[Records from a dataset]
○ ○ ○
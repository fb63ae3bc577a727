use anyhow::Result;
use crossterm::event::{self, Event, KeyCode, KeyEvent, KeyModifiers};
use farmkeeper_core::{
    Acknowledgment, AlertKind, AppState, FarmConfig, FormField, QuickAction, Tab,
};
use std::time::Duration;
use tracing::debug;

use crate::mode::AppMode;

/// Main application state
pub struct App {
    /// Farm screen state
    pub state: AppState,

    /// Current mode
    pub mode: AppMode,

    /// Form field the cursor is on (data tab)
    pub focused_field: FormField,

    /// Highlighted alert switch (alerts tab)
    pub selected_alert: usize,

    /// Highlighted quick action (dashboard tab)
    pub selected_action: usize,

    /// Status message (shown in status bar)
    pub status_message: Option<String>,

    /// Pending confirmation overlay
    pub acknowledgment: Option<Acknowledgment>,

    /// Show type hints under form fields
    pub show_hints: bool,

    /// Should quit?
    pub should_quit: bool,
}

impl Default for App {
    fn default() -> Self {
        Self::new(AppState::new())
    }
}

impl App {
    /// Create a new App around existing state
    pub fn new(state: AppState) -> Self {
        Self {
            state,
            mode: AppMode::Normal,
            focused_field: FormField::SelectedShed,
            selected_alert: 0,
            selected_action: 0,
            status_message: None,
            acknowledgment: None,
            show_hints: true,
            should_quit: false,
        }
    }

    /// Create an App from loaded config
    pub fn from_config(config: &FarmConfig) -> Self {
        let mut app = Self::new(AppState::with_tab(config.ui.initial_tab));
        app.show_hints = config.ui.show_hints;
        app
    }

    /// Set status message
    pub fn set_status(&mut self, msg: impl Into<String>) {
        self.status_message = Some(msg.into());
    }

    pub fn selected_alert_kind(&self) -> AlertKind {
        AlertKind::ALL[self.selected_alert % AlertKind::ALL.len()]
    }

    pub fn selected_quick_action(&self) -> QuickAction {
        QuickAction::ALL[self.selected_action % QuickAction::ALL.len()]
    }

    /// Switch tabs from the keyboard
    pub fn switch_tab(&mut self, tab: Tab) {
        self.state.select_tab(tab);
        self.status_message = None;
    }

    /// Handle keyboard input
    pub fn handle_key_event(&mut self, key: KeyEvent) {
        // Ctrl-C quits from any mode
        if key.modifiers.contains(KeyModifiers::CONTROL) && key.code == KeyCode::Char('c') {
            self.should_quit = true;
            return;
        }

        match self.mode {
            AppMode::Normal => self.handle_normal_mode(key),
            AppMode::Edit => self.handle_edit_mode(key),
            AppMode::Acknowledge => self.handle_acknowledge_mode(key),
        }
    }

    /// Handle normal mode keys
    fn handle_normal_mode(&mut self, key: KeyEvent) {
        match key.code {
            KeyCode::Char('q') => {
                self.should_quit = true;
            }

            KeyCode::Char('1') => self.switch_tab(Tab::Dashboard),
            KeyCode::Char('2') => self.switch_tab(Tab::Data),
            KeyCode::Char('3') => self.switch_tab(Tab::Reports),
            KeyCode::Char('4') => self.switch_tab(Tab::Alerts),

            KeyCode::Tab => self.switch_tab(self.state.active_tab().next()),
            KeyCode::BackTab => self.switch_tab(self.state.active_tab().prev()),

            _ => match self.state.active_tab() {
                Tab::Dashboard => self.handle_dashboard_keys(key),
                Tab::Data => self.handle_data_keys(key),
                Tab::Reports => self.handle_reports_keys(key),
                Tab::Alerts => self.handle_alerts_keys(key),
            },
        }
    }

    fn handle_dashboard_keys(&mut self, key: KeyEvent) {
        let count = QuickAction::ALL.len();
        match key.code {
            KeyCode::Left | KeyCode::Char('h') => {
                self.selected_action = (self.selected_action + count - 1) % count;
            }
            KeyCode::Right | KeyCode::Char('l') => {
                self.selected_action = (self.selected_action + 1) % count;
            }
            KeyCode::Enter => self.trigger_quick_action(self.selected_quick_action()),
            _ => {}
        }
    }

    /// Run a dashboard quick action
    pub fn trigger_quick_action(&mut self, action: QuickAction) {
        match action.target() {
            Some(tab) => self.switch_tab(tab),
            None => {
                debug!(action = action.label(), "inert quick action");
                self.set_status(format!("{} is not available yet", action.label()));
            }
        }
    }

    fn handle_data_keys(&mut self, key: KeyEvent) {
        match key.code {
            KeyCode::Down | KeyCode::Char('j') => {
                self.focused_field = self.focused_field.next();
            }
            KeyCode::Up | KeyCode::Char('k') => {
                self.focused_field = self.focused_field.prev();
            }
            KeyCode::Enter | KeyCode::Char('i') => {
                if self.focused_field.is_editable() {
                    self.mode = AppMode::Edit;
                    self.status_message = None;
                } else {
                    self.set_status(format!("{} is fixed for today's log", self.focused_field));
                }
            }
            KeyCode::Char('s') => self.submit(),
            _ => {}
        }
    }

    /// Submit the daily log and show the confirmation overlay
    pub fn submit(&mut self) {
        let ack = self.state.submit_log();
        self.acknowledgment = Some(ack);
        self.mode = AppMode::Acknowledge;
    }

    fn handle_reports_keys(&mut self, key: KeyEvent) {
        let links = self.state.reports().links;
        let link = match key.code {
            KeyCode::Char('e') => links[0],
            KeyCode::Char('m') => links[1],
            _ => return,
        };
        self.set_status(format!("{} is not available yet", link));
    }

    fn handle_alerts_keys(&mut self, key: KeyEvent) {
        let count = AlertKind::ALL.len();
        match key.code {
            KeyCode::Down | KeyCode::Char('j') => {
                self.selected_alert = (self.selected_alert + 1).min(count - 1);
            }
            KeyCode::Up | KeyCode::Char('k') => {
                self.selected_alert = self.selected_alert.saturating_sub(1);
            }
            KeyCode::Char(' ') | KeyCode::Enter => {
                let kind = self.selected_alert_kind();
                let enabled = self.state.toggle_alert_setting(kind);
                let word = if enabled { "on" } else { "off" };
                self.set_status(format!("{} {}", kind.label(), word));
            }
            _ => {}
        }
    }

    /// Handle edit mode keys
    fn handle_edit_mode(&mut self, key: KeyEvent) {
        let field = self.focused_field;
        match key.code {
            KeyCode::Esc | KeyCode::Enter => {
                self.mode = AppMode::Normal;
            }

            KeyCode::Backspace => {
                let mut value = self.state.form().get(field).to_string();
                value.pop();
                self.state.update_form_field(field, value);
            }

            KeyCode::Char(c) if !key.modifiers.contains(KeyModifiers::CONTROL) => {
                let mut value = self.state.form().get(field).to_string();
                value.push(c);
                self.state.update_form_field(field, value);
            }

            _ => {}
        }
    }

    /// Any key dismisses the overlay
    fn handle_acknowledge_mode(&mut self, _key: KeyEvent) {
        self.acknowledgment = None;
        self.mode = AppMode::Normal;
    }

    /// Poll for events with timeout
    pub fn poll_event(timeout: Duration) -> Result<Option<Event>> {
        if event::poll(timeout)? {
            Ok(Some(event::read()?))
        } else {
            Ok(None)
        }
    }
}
○ ○ ○
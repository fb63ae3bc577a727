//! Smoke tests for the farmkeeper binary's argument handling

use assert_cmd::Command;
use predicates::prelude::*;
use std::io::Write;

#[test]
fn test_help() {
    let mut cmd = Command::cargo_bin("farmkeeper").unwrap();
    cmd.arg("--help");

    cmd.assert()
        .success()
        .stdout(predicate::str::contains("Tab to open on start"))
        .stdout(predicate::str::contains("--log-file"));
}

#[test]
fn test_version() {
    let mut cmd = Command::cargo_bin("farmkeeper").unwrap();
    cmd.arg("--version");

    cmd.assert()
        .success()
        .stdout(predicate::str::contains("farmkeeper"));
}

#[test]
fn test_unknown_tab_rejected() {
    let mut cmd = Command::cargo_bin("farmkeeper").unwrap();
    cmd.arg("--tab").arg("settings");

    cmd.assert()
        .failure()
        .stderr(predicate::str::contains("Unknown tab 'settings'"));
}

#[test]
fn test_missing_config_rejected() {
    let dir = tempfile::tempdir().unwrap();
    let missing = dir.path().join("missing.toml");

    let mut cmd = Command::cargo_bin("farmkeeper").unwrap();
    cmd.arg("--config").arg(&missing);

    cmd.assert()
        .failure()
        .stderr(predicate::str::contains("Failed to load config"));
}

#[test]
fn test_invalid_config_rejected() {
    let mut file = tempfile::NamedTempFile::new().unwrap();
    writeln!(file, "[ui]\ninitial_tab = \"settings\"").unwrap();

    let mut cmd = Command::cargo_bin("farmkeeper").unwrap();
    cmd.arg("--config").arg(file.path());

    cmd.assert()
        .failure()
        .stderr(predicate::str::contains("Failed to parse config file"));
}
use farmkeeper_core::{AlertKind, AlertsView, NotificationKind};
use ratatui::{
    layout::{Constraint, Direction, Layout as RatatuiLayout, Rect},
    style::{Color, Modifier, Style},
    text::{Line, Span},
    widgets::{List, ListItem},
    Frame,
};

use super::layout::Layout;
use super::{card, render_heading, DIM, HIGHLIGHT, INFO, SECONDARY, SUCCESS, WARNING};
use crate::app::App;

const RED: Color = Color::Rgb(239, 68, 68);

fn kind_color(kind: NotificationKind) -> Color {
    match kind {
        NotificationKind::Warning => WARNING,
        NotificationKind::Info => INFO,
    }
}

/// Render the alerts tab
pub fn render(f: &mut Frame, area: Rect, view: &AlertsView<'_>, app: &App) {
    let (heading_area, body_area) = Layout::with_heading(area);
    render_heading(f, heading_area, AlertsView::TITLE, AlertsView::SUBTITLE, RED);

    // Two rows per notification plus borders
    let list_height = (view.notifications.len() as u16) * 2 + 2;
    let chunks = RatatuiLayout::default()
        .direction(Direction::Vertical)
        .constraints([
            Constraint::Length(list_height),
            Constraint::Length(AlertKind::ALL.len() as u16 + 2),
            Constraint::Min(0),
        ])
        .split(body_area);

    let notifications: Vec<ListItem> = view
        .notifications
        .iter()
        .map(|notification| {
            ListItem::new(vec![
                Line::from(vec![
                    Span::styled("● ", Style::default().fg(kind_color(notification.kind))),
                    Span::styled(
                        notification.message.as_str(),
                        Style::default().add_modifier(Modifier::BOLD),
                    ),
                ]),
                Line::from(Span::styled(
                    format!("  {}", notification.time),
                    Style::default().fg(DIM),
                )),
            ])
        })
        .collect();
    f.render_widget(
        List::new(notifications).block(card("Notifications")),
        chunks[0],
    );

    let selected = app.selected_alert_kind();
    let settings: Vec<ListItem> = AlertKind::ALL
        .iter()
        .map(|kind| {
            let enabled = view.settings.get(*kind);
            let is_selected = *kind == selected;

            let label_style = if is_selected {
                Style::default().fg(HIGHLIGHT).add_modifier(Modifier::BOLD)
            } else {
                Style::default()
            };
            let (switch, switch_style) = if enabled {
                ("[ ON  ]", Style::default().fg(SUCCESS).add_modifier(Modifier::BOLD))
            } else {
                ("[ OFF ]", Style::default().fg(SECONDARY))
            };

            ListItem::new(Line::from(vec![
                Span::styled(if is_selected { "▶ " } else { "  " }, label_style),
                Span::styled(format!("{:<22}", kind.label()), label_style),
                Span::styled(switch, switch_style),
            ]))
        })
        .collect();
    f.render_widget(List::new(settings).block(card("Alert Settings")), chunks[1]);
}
○ ○ ○
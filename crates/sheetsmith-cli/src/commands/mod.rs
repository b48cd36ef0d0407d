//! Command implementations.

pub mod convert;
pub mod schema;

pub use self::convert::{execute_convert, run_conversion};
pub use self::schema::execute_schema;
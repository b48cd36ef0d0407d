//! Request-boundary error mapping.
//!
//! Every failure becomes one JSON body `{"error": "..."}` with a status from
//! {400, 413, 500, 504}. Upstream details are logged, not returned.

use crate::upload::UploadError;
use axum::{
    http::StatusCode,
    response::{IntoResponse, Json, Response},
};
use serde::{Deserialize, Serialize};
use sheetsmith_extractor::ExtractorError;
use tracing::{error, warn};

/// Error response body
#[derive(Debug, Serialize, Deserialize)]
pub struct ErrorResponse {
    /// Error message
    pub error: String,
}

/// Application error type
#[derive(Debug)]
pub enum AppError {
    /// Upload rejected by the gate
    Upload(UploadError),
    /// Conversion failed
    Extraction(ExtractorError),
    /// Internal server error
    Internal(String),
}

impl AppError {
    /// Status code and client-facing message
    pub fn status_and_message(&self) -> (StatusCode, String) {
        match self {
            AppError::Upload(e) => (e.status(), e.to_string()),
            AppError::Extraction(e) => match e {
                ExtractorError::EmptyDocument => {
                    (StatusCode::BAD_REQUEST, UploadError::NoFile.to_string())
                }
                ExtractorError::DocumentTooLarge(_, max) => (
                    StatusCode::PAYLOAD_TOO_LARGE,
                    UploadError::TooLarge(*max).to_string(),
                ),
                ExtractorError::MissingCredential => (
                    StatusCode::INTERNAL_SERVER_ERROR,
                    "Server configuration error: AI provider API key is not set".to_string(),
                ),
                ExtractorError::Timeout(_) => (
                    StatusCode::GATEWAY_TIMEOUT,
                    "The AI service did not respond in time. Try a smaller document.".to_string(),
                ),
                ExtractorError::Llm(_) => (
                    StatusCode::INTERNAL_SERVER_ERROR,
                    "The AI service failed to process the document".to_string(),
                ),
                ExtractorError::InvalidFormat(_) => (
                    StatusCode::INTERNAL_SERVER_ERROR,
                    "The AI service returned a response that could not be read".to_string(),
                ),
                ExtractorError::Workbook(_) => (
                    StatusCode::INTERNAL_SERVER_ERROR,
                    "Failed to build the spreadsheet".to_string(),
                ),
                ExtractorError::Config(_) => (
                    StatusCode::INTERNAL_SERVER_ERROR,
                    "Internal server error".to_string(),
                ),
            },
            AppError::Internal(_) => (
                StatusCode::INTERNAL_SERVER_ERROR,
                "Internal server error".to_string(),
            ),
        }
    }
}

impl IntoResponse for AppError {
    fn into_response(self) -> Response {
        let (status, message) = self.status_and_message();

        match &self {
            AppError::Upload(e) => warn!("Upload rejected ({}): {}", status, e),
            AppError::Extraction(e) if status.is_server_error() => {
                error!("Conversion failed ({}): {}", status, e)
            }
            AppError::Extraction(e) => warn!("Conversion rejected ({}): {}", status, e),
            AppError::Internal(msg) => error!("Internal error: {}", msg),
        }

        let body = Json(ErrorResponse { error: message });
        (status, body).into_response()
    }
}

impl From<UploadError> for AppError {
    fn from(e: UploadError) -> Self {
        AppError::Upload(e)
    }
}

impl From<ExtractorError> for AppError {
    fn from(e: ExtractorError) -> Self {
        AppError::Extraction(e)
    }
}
○ ○ ○
THE TASK -> Where a line of the entries above holds the word "else", return that line.

EXERCISE SOLUTION ->
                } else {
                let word = if enabled { "on" } else { "off" };
        } else {
            } else {
            } else {
                Span::styled(if is_selected { "▶ " } else { "  " }, label_style),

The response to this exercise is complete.